Criminals are probing weaknesses through prompt injection, data manipulation and flooding systems with noise. According to Motiwala, it’s essential to test AI systems in challenging situations, conduct mock attacks to identify weaknesses, and not underestimate the human-in-the-loop model. “If outputs are treated as infallible, we risk wrongly freezing accounts or excluding beneficiaries at scale. The safer path is transparency, audits for bias and blind spots, and a clear appeals process,” he said. The vulnerabilities begin with data itself, said Anushree Verma, senior director analyst, Gartner.
“It is dangerous for enterprises adopting AI at scale if not implemented with the right measures and guardrails,” she said. “If the data is biased, not engineered, and prevented from bad actors, it is ‘garbage in, garbage out’.”
She emphasised that operating models, clear policies and controls, and enabling oversight technologies are the three pillars upon which effective AI governance must be built. Furthermore, she highlighted the increasing importance of AI TRiSM (trust, risk, and security management) methods, which offer enterprises insight into the application of AI and ensure decisions are in accordance with their corporate objectives and legal demands.
Subimal Bhattacharjee, policy advisor to enterprises and government, flagged broader risks.
“The key risks include algorithmic bias affecting citizen access to services, lack of transparency in automated decision-making, potential for AI systems to perpetuate inequalities, and cybersecurity vulnerabilities in critical infrastructure,” he said.

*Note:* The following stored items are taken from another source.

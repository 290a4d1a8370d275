//! Choosing between the single-request and chunked upload paths.

use std::ops::Range;

use super::{UploadError, UploadOptions};

#[derive(Debug, Clone, Copy, PartialEq, Eq)]
pub enum UploadPlan {
    /// One multipart request.
    Single,
    /// Init, `total_chunks` sequential chunk requests, complete.
    Chunked { chunk_size: u64, total_chunks: u32 },
}

/// Pick the upload path for a file of `size` bytes.
///
/// Files strictly below the threshold go in one request; files at or above
/// it are chunked into `ceil(size / chunk_size)` pieces.
///
/// # Errors
///
/// [`UploadError::TooManyChunks`] if the chunk count does not fit the
/// protocol's 32-bit chunk index.
pub fn plan_upload(size: u64, options: &UploadOptions) -> Result<UploadPlan, UploadError> {
    if size < options.threshold_bytes {
        return Ok(UploadPlan::Single);
    }
    let chunk_size = options.chunk_size_bytes.max(1);
    let total = chunk_count(size, chunk_size);
    let total_chunks = u32::try_from(total).map_err(|_| UploadError::TooManyChunks { total })?;
    Ok(UploadPlan::Chunked { chunk_size, total_chunks })
}

#[must_use]
pub fn chunk_count(size: u64, chunk_size: u64) -> u64 {
    size.div_ceil(chunk_size.max(1))
}

/// Contiguous, non-overlapping byte ranges covering exactly `[0, size)`.
///
/// Every range is `chunk_size` long except possibly the last.
pub fn chunk_ranges(size: u64, chunk_size: u64) -> impl Iterator<Item = Range<u64>> {
    let chunk_size = chunk_size.max(1);
    (0..chunk_count(size, chunk_size)).map(move |index| {
        let start = index * chunk_size;
        start..size.min(start + chunk_size)
    })
}

#[cfg(test)]
#[path = "plan_test.rs"]
mod tests;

India currently has no AI-specific law and relies on the provisions of the IT Amendment Act 2008. India currently lacks an estimated implementation plan for comprehensive AI regulation. As AI adoption picks up, this is resulting in regulatory gaps. India should act swiftly to establish accountability and transparency standards, mandate algorithmic audits for government AI platforms, and demand human oversight for important decisions, Bhattacharjee said.